## Exercise details
All lines containing the string "optional" must be copied from the entries.

## Exercise data
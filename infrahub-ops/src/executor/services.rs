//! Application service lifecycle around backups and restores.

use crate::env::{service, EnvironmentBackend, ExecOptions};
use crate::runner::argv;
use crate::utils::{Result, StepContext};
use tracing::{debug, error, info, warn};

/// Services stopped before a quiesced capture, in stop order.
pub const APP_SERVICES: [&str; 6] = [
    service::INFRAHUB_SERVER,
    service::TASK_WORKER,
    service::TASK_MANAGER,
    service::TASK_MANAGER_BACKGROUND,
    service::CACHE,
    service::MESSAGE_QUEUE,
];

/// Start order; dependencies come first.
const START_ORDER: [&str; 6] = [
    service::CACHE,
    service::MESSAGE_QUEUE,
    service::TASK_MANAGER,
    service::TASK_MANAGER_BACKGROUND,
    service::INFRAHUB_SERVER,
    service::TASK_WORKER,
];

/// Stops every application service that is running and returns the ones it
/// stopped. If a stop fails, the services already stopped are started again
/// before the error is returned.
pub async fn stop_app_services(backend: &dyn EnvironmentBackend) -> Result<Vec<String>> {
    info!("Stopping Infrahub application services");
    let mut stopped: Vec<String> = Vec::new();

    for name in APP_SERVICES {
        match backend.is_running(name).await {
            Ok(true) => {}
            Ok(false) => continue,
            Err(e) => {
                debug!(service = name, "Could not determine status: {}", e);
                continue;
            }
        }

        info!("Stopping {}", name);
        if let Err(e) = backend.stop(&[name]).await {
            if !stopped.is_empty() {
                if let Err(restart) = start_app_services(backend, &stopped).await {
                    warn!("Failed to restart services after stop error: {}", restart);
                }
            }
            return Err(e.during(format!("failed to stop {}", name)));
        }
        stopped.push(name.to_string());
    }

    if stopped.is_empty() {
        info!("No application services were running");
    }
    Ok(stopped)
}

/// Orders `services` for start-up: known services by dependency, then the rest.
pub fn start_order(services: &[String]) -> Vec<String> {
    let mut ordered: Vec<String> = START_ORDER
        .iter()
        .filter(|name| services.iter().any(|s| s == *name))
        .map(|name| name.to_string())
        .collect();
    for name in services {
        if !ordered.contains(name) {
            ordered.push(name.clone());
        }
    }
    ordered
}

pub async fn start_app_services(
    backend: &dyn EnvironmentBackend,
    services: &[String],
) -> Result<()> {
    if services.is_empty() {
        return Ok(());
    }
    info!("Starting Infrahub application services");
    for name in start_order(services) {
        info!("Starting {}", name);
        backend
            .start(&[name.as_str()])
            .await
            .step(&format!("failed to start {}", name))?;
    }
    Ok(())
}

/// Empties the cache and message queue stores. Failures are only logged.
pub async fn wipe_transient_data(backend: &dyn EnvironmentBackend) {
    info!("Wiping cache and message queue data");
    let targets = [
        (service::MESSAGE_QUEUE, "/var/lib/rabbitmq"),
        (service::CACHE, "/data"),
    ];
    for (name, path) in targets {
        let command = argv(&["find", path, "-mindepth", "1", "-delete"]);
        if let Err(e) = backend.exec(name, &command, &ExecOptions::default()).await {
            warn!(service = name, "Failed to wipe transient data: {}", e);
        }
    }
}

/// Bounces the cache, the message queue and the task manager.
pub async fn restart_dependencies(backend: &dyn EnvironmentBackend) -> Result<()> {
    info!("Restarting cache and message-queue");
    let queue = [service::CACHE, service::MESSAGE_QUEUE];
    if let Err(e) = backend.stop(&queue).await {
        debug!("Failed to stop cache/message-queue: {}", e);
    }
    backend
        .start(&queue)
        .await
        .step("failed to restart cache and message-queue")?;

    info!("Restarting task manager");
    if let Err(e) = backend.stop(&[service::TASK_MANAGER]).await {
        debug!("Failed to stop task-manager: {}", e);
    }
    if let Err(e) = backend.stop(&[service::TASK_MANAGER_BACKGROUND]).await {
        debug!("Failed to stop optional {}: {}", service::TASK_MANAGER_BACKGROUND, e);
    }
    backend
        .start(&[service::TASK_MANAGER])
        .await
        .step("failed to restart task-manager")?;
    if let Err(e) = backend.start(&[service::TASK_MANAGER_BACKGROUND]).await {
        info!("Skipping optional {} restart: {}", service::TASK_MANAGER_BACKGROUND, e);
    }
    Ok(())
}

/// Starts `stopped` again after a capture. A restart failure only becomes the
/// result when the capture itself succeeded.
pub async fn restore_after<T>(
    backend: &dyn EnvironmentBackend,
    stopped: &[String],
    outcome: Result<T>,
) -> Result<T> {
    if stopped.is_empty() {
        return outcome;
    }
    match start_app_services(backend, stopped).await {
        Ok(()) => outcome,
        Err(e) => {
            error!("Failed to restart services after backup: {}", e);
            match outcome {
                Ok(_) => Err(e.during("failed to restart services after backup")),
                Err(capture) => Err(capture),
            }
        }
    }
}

## Written answer
        debug!("Failed to stop optional {}: {}", service::TASK_MANAGER_BACKGROUND, e);
        info!("Skipping optional {} restart: {}", service::TASK_MANAGER_BACKGROUND, e);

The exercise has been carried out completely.